*** Opening Information ***
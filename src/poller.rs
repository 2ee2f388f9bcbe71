use std::sync::mpsc::{Receiver, RecvTimeoutError};
use std::time::Duration;

use crate::config::ShipmentIdentity;
use crate::diff::{changed_fields, has_changed};
use crate::error::Result;
use crate::notify::{Notifier, compose};
use crate::tracking::{TrackingRecord, TrackingSource};
use log::{debug, error, info};
use strum_macros::Display;

#[derive(Display, Debug, Clone, Copy, PartialEq, Eq)]
pub enum PollOutcome {
    #[strum(to_string = "unchanged")]
    Unchanged,
    #[strum(to_string = "notified")]
    Notified,
}

/// Drives fetch, compare and notify for a single shipment.
///
/// Owns the last-seen record. `None` means nothing has been fetched yet,
/// so the first successful fetch always notifies.
pub struct Poller<S, N> {
    source: S,
    notifier: N,
    identity: ShipmentIdentity,
    channel: Option<String>,
    last_seen: Option<TrackingRecord>,
}

impl<S: TrackingSource, N: Notifier> Poller<S, N> {
    pub const fn new(
        source: S,
        notifier: N,
        identity: ShipmentIdentity,
        channel: Option<String>,
    ) -> Self {
        Self {
            source,
            notifier,
            identity,
            channel,
            last_seen: None,
        }
    }

    /// Runs one cycle.
    ///
    /// A failed fetch leaves the last-seen record alone. On a change the
    /// last-seen record is replaced before delivery is attempted, so a
    /// failed delivery is reported but not retried on the next cycle.
    pub fn poll_once(&mut self) -> Result<PollOutcome> {
        let record = self.source.fetch(&self.identity)?;

        if !has_changed(self.last_seen.as_ref(), &record) {
            debug!("No change for {}", self.identity.nickname);
            return Ok(PollOutcome::Unchanged);
        }

        match &self.last_seen {
            Some(previous) => info!(
                "Tracking update for {}: {} changed",
                self.identity.nickname,
                changed_fields(previous, &record).join(", ")
            ),
            None => info!("First tracking update for {}", self.identity.nickname),
        }

        let payload = compose(&self.identity, &record, self.channel.as_deref());
        self.last_seen = Some(record);
        self.notifier.deliver(&payload)?;
        Ok(PollOutcome::Notified)
    }

    /// Polls immediately and then once per `interval` until `shutdown`
    /// receives a message or its sender is dropped. Failed cycles are
    /// logged and the loop carries on.
    pub fn run(&mut self, interval: Duration, shutdown: &Receiver<()>) {
        info!(
            "Tracking {} every {}s",
            self.identity.nickname,
            interval.as_secs()
        );

        loop {
            match self.poll_once() {
                Ok(outcome) => debug!("Poll finished: {outcome}"),
                Err(e) if e.retried_next_poll() => {
                    error!("Poll failed, retrying next interval: {e}")
                }
                Err(e) => error!("Notification dropped: {e}"),
            }

            match shutdown.recv_timeout(interval) {
                Err(RecvTimeoutError::Timeout) => continue,
                Ok(()) | Err(RecvTimeoutError::Disconnected) => break,
            }
        }

        info!("Stopped tracking {}", self.identity.nickname);
    }
}
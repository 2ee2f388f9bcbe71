use std::time::Duration;

use crate::config::{Config, ShipmentIdentity};
use crate::error::{Result, TrackerError};
use log::debug;
use reqwest::blocking::Client;
use serde::de::{self, Deserializer};
use serde::{Deserialize, Serialize};
use strum_macros::Display;
use url::Url;

/// Length of the `null(` wrapper the tracking API puts in front of its JSON.
pub const ENVELOPE_PREFIX_LEN: usize = 5;
/// Length of the closing `)` after the JSON.
pub const ENVELOPE_SUFFIX_LEN: usize = 1;

#[derive(Display, Debug, Clone, Copy)]
pub enum Subsidiary {
    #[strum(to_string = "U")]
    UnitedVanLines,
}

#[derive(Serialize)]
struct ShipmentTrackingQuery<'a> {
    #[serde(rename = "ShipmentTracking")]
    shipment_tracking: ShipmentTrackingRequest<'a>,
}

#[derive(Serialize)]
#[serde(rename_all = "PascalCase")]
struct ShipmentTrackingRequest<'a> {
    name: &'a str,
    order_number: &'a str,
    subsidiary_code: String,
}

/// Decoded state of a shipment as reported by the tracking API.
///
/// Equality covers every field, including the response header and the raw
/// order number list. Two records that differ anywhere are different
/// observations, even if they would render the same notification.
#[derive(Debug, Clone, PartialEq, Eq, Deserialize)]
#[serde(rename_all = "camelCase")]
pub struct TrackingRecord {
    #[serde(default, deserialize_with = "nullable")]
    pub header: Header,
    #[serde(default, deserialize_with = "nullable")]
    pub order_numbers: Vec<String>,
    pub shipment: Shipment,
}

#[derive(Debug, Clone, Default, PartialEq, Eq, Deserialize)]
pub struct Header {
    #[serde(default, deserialize_with = "nullable")]
    pub response: String,
}

#[derive(Debug, Clone, PartialEq, Eq, Deserialize)]
#[serde(rename_all = "camelCase")]
pub struct Shipment {
    #[serde(default, deserialize_with = "nullable")]
    pub actual_load_date: String,
    pub van: Van,
}

#[derive(Debug, Clone, PartialEq, Eq, Deserialize)]
#[serde(rename_all = "camelCase")]
pub struct Van {
    #[serde(default, deserialize_with = "nullable")]
    pub last_reported_city: String,
    #[serde(default, deserialize_with = "nullable")]
    pub last_reported_state: String,
    #[serde(default, deserialize_with = "nullable")]
    pub last_reported_date_time: String,
    #[serde(default, deserialize_with = "nullable")]
    pub tracking_city: String,
    #[serde(default, deserialize_with = "nullable")]
    pub tracking_date: String,
    #[serde(default, deserialize_with = "nullable")]
    pub tracking_direction: String,
    /// Sent as text; anything that isn't a base-10 integer fails the decode.
    #[serde(deserialize_with = "miles_from_text")]
    pub tracking_miles: i64,
    #[serde(default, deserialize_with = "nullable")]
    pub tracking_state: String,
    #[serde(default, deserialize_with = "nullable")]
    pub tracking_time: String,
}

fn nullable<'de, D, T>(deserializer: D) -> std::result::Result<T, D::Error>
where
    D: Deserializer<'de>,
    T: Deserialize<'de> + Default,
{
    Option::<T>::deserialize(deserializer).map(Option::unwrap_or_default)
}

fn miles_from_text<'de, D>(deserializer: D) -> std::result::Result<i64, D::Error>
where
    D: Deserializer<'de>,
{
    let text = String::deserialize(deserializer)?;
    text.parse()
        .map_err(|_| de::Error::custom(format!("trackingMiles is not an integer: {text:?}")))
}

/// Builds the url-escaped `data` query value for a tracking lookup.
pub fn encode_request(identity: &ShipmentIdentity) -> Result<String> {
    let query = ShipmentTrackingQuery {
        shipment_tracking: ShipmentTrackingRequest {
            name: &identity.last_name,
            order_number: &identity.order_number,
            subsidiary_code: Subsidiary::UnitedVanLines.to_string(),
        },
    };
    let json = serde_json::to_string(&query)?;
    Ok(url::form_urlencoded::byte_serialize(json.as_bytes()).collect())
}

fn unwrap_envelope(body: &[u8]) -> Result<&[u8]> {
    let wrapper_len = ENVELOPE_PREFIX_LEN + ENVELOPE_SUFFIX_LEN;
    if body.len() < wrapper_len {
        return Err(TrackerError::Parse(format!(
            "response is {} bytes, shorter than the {wrapper_len} byte envelope",
            body.len()
        )));
    }
    Ok(&body[ENVELOPE_PREFIX_LEN..body.len() - ENVELOPE_SUFFIX_LEN])
}

/// Strips the fixed-size envelope and decodes the JSON inside it.
pub fn decode_response(body: &[u8]) -> Result<TrackingRecord> {
    serde_json::from_slice(unwrap_envelope(body)?).map_err(|e| TrackerError::Parse(e.to_string()))
}

pub trait TrackingSource {
    fn fetch(&self, identity: &ShipmentIdentity) -> Result<TrackingRecord>;
}

pub fn http_client(config: &Config) -> Result<Client> {
    build_client(&config.user_agent, config.request_timeout())
}

fn build_client(user_agent: &str, timeout: Duration) -> Result<Client> {
    Client::builder()
        .user_agent(user_agent)
        .timeout(timeout)
        .build()
        .map_err(|e| TrackerError::Config(format!("failed to build HTTP client: {e}")))
}

pub struct TrackingClient {
    client: Client,
    base_url: Url,
}

impl TrackingClient {
    pub const fn new(client: Client, base_url: Url) -> Self {
        Self { client, base_url }
    }

    pub fn request_url(&self, identity: &ShipmentIdentity) -> Result<Url> {
        let mut url = self.base_url.clone();
        url.set_query(Some(&format!("data={}", encode_request(identity)?)));
        Ok(url)
    }
}

impl TrackingSource for TrackingClient {
    fn fetch(&self, identity: &ShipmentIdentity) -> Result<TrackingRecord> {
        let url = self.request_url(identity)?;
        debug!("Fetching tracking update from {}", self.base_url);

        let res = self
            .client
            .get(url)
            .send()
            .map_err(|source| TrackerError::Network {
                url: self.base_url.to_string(),
                source: source.without_url(),
            })?;

        let status = res.status();
        if !status.is_success() {
            return Err(TrackerError::Http(format!(
                "{} returned {status}",
                self.base_url
            )));
        }

        let body = res
            .bytes()
            .map_err(|e| TrackerError::Http(format!("failed to read response body: {e}")))?;
        debug!("Received {} byte tracking response", body.len());
        decode_response(&body)
    }
}

#[cfg(test)]
pub(crate) const SAMPLE_BODY: &str = r#"null({"header":{"response":"SUCCESS"},"orderNumbers":["123456","123456-01"],"shipment":{"actualLoadDate":"06/01/2016","van":{"lastReportedCity":"Springfield","lastReportedState":"IL","lastReportedDateTime":"06/03/2016 10:15 AM","trackingCity":"Columbus","trackingDate":"06/03/2016","trackingDirection":"north","trackingMiles":"5","trackingState":"OH","trackingTime":"10:15 AM"}}})"#;

#[cfg(test)]
pub(crate) fn sample_record() -> TrackingRecord {
    TrackingRecord {
        header: Header {
            response: "SUCCESS".into(),
        },
        order_numbers: vec!["123456".into(), "123456-01".into()],
        shipment: Shipment {
            actual_load_date: "06/01/2016".into(),
            van: Van {
                last_reported_city: "Springfield".into(),
                last_reported_state: "IL".into(),
                last_reported_date_time: "06/03/2016 10:15 AM".into(),
                tracking_city: "Columbus".into(),
                tracking_date: "06/03/2016".into(),
                tracking_direction: "north".into(),
                tracking_miles: 5,
                tracking_state: "OH".into(),
                tracking_time: "10:15 AM".into(),
            },
        },
    }
}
*** Closing Information ***
What the task requires> Copy out each line of the data in which the word "Some" appears.

Task solution>
            Some(previous) => info!(
        self.last_seen = Some(record);
        url.set_query(Some(&format!("data={}", encode_request(identity)?)));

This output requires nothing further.